Tensions between Russia and the West have been escalating in recent weeks following an uptick in fighting between Ukraine’s army and pro-Russia separatists in eastern Ukraine.
A Ukrainian soldier was killed and another wounded on Sunday in clashes with separatists in the east of the country, where such confrontations have increased amid renewed tensions with Moscow.
Ukraine fears that the Kremlin, widely regarded as the military and political godfather of pro-Russian separatists in the eastern region of Donbass, is looking for a pretext to attack.
Moscow has said it is “not threatening anyone” while also denouncing what it calls Ukrainian “provocations.”
The war in Donbass has claimed more than 13,000 lives, and nearly 1.5 million people have been displaced since it started seven years ago in the wake of Moscow’s annexation of Ukraine’s Crimean peninsula.
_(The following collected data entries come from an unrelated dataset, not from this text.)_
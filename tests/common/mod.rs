//! Common test utilities
#![allow(dead_code)]

use std::sync::Arc;
use std::time::Duration;

use async_trait::async_trait;
use sqlx::postgres::PgPoolOptions;
use sqlx::PgPool;
use tokio::sync::watch;
use tokio::task::JoinHandle;

use ledgerstream::command::CommandService;
use ledgerstream::domain::EventEnvelope;
use ledgerstream::event_log::MemoryEventLog;
use ledgerstream::projection::{
    KvProjection, MemoryKv, ProjectionError, ProjectionService, ProjectionTarget,
};
use ledgerstream::stream::{
    ConsumerOptions, IteratorInit, MemoryChangeStream, MemoryCheckpointStore, StreamConsumer,
};

/// Stand-in for the relational target when no database is around; the
/// in-memory suites assert against the key-value side.
pub struct StubRelational;

#[async_trait]
impl ProjectionTarget for StubRelational {
    fn name(&self) -> &'static str {
        "relational"
    }

    async fn apply(&self, _envelope: &EventEnvelope) -> Result<(), ProjectionError> {
        Ok(())
    }
}

pub type MemoryProjector = ProjectionService<KvProjection<MemoryKv>, StubRelational>;

/// The whole pipeline on in-memory parts: log, command service, stream,
/// checkpoints and the key-value read model.
pub struct MemoryStack {
    pub log: Arc<MemoryEventLog>,
    pub service: Arc<CommandService<MemoryEventLog>>,
    pub kv: Arc<MemoryKv>,
    pub checkpoints: Arc<MemoryCheckpointStore>,
    pub stream: Arc<MemoryChangeStream>,
    pub projector: Arc<MemoryProjector>,
}

impl MemoryStack {
    pub fn new() -> Self {
        let log = Arc::new(MemoryEventLog::new(4));
        let service = Arc::new(CommandService::new(Arc::clone(&log)));
        let kv = Arc::new(MemoryKv::new());
        let checkpoints = Arc::new(MemoryCheckpointStore::new());
        let stream = Arc::new(log.change_stream());
        let projector = Arc::new(ProjectionService::new(
            KvProjection::new(Arc::clone(&kv)),
            StubRelational,
        ));

        Self {
            log,
            service,
            kv,
            checkpoints,
            stream,
            projector,
        }
    }

    /// Spawn a consumer over this stack. Tests poll the read model and
    /// then call `RunningConsumer::stop`.
    pub fn spawn_consumer(&self, iterator_init: IteratorInit) -> RunningConsumer {
        let options = ConsumerOptions {
            poll_interval: Duration::from_millis(5),
            batch_limit: 100,
            iterator_init,
            redescribe_interval: Duration::from_millis(20),
            call_timeout: Duration::from_secs(2),
        };

        let consumer = StreamConsumer::new(
            Arc::clone(&self.stream),
            Arc::clone(&self.checkpoints),
            Arc::clone(&self.projector),
            options,
        );

        let (shutdown, shutdown_rx) = watch::channel(false);
        let handle = tokio::spawn(async move { consumer.run(shutdown_rx).await });

        RunningConsumer { shutdown, handle }
    }
}

pub struct RunningConsumer {
    shutdown: watch::Sender<bool>,
    handle: JoinHandle<()>,
}

impl RunningConsumer {
    pub async fn stop(self) {
        let _ = self.shutdown.send(true);
        self.handle.await.expect("consumer panicked");
    }
}

/// Poll the key-value model until the account's row has absorbed at least
/// `version`, failing the test after a few seconds.
pub async fn wait_for_version(
    kv: &MemoryKv,
    account_id: uuid::Uuid,
    version: i64,
) -> ledgerstream::projection::BalanceRow {
    use ledgerstream::projection::KvStore;

    tokio::time::timeout(Duration::from_secs(5), async {
        loop {
            if let Some(row) = kv.get_balance(account_id).await.unwrap() {
                if row.last_version >= version {
                    return row;
                }
            }
            tokio::time::sleep(Duration::from_millis(10)).await;
        }
    })
    .await
    .expect("projection did not catch up within deadline")
}

/// Connect to the test database and reset every table this crate owns.
/// Used by the Postgres suites, which are ignored unless a database is
/// provisioned.
pub async fn setup_test_db() -> PgPool {
    dotenvy::dotenv().ok();
    let database_url = std::env::var("DATABASE_URL").expect("DATABASE_URL must be set for tests");

    let pool = PgPoolOptions::new()
        .max_connections(5)
        .connect(&database_url)
        .await
        .expect("Failed to connect to DB");

    sqlx::query(
        "TRUNCATE TABLE events, stream_checkpoints, daily_balances, account_summary, \
         transactions, accounts CASCADE",
    )
    .execute(&pool)
    .await
    .expect("Failed to clean up DB");

    pool
}
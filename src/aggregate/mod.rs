//! Aggregate module
//!
//! Aggregate Root pattern for event sourcing: state is a pure fold over
//! the event history, commands are validated against that state.

pub mod account;

pub use account::{Account, AccountStatus};

/// Aggregate trait that all aggregates must implement
pub trait Aggregate: Sized + Default {
    /// The type of events this aggregate handles
    type Event;

    /// Get the aggregate type name (for storage)
    fn aggregate_type() -> &'static str;

    /// Get the aggregate ID
    fn id(&self) -> uuid::Uuid;

    /// Get the current version (number of events applied)
    fn version(&self) -> i64;

    /// Apply an event to update the aggregate state
    fn apply(self, event: Self::Event) -> Self;
}

/// Reconstitute an aggregate by folding its event history in version
/// order. Returns `None` for an empty history: the aggregate does not
/// exist until its first event.
pub fn load_from_history<A, I>(events: I) -> Option<A>
where
    A: Aggregate,
    I: IntoIterator<Item = A::Event>,
{
    let mut state: Option<A> = None;
    for event in events {
        state = Some(state.unwrap_or_default().apply(event));
    }
    state
}
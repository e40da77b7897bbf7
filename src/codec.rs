//! Canonical event encoding
//!
//! One encoding for everything the envelope touches: log rows store it,
//! stream records replay it, the consumer decodes it. Canonical means the
//! same envelope always serializes to the same bytes: field order is the
//! struct declaration order, amounts are fixed-point decimal strings and
//! timestamps are integer milliseconds.

use serde_json::Value;

use crate::domain::EventEnvelope;

/// Encode an envelope into its canonical JSON value.
pub fn encode(envelope: &EventEnvelope) -> Result<Value, serde_json::Error> {
    serde_json::to_value(envelope)
}

/// Decode a stored or streamed JSON value back into an envelope.
pub fn decode(value: &Value) -> Result<EventEnvelope, serde_json::Error> {
    serde_json::from_value(value.clone())
}

/// Encode to the canonical string form, used where byte identity matters.
pub fn encode_string(envelope: &EventEnvelope) -> Result<String, serde_json::Error> {
    serde_json::to_string(envelope)
}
The US State Department also branded as an “unprovoked escalation” reported Russian plans to block parts of the Black Sea, which could ultimately impact access to Ukrainian ports.
Russian state media have reported that Moscow intends to close parts of the Black Sea to foreign military and official ships for six months.
Such a move could affect access to Ukrainian ports in the Sea of Azov, which is connected to the Black Sea through the Kerch Strait, on the eastern tip of the Crimean peninsula annexed by Russia in 2014.
“This represents yet another unprovoked escalation in Moscow’s ongoing campaign to undermine and destabilise Ukraine,” State Department spokesman Ned Price said in a statement.
Moscow has amassed tens of thousands of troops along Ukraine’s northern and eastern borders, as well as in annexed Crimea, sparking warnings from Nato.